Extracted records:
::::::::
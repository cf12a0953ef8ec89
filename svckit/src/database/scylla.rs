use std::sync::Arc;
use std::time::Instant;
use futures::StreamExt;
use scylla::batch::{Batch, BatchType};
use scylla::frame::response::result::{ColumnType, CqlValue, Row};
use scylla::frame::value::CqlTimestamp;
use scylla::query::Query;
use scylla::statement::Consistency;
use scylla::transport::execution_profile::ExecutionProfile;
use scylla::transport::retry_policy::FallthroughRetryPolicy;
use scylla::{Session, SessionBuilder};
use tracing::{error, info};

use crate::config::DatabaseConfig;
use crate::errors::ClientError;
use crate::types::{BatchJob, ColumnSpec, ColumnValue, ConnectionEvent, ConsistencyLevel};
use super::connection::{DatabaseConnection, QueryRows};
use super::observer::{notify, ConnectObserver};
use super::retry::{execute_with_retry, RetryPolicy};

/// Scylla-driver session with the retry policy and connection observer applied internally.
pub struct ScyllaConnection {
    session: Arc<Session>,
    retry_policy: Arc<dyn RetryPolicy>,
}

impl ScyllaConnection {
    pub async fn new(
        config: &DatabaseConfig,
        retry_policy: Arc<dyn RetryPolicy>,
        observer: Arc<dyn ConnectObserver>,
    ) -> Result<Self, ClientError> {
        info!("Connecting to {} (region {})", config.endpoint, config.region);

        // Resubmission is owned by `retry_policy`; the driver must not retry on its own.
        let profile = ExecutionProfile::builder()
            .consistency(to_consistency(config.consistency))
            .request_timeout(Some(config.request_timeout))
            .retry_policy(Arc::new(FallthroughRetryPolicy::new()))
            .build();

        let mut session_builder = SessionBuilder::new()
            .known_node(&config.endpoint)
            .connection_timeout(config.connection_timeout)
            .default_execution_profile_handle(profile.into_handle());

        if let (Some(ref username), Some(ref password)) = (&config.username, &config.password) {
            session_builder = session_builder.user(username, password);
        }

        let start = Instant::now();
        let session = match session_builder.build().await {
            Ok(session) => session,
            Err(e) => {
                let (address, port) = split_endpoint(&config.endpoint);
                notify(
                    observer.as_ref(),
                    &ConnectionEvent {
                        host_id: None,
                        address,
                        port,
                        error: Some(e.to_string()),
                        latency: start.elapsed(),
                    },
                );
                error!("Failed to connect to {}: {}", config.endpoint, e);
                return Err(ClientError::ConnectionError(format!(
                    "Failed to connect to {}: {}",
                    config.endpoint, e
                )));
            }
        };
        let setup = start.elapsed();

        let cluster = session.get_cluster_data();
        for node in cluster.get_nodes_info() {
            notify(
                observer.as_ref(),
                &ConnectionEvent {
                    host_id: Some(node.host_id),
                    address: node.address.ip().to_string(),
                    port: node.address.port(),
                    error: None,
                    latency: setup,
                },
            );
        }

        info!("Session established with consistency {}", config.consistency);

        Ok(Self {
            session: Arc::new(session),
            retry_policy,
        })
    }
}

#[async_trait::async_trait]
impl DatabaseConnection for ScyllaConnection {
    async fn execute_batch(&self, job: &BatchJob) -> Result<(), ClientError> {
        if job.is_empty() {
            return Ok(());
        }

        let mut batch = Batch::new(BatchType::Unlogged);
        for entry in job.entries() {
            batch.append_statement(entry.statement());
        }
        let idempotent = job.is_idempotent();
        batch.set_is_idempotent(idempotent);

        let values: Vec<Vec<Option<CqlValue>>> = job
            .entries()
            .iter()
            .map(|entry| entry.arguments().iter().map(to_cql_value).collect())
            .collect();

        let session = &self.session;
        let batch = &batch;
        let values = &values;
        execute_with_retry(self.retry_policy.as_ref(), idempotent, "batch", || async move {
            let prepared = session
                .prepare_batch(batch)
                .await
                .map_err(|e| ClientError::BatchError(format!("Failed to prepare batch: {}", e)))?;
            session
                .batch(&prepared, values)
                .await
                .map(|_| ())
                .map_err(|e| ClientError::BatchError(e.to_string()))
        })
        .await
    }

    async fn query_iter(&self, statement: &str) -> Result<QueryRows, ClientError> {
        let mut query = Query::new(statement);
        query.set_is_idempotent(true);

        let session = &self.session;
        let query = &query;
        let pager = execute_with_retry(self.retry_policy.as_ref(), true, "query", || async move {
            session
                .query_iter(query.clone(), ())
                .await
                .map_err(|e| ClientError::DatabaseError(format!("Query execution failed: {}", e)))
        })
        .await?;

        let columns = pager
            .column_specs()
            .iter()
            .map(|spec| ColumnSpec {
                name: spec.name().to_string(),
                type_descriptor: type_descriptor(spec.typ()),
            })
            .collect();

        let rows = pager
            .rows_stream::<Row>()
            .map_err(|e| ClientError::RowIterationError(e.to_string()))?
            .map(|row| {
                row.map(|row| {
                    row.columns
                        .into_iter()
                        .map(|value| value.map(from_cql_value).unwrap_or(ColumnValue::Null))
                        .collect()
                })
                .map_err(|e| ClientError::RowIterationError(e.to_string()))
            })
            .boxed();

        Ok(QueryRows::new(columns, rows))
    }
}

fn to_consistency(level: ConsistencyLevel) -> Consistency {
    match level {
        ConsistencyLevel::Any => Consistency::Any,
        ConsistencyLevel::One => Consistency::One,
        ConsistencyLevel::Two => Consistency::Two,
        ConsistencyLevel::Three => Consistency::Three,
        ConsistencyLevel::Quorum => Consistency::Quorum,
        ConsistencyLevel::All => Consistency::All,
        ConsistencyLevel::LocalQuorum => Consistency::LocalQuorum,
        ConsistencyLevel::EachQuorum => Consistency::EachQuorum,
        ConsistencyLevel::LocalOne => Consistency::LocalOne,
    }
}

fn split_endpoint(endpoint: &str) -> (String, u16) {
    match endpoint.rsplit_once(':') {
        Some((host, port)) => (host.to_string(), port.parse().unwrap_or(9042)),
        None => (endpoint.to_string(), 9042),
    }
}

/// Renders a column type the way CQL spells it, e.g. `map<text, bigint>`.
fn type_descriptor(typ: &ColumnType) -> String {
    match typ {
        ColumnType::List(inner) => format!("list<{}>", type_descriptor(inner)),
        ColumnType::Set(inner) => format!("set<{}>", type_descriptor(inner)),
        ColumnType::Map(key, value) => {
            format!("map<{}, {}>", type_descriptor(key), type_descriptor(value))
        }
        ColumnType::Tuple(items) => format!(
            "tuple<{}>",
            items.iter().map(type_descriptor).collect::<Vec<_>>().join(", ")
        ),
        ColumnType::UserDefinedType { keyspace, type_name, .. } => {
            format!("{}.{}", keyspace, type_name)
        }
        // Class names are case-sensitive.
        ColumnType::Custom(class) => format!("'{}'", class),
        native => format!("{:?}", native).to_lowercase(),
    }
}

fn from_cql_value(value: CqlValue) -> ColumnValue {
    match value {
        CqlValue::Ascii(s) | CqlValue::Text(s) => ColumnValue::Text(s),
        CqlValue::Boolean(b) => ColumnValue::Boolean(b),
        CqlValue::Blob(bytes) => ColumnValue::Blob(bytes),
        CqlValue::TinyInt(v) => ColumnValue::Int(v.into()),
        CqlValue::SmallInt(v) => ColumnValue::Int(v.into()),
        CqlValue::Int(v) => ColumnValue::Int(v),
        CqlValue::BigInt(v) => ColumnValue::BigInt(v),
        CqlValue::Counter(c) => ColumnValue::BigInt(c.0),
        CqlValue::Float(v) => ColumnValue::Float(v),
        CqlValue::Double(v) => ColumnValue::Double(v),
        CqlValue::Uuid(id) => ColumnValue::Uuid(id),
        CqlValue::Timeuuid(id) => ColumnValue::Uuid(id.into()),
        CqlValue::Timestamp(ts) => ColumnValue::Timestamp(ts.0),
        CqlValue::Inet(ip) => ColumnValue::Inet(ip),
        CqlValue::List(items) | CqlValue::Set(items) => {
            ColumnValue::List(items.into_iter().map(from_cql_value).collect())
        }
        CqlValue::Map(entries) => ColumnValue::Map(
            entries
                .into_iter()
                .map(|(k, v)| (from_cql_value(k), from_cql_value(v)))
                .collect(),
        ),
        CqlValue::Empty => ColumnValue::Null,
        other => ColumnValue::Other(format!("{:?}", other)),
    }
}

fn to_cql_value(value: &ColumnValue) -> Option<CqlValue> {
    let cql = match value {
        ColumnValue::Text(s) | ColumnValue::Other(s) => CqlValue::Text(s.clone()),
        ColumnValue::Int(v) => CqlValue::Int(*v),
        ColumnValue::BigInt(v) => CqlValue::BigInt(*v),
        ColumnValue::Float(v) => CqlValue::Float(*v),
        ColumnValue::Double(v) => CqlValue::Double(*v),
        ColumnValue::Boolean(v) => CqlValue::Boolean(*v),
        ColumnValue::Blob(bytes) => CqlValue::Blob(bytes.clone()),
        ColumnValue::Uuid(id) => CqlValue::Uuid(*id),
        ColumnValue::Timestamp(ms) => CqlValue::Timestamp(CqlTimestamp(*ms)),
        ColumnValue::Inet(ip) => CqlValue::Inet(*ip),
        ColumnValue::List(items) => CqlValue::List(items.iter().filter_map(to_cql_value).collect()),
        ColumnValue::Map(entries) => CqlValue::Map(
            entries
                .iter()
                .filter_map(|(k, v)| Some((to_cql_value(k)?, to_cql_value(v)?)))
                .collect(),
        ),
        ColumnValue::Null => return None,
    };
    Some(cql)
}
::::::::
WHAT THE EXERCISE ASKS: Using the records above, filter out every line that lacks the string "DatabaseConnection" and copy the rest.

ANSWER TO THIS TASK:
use super::connection::{DatabaseConnection, QueryRows};
impl DatabaseConnection for ScyllaConnection {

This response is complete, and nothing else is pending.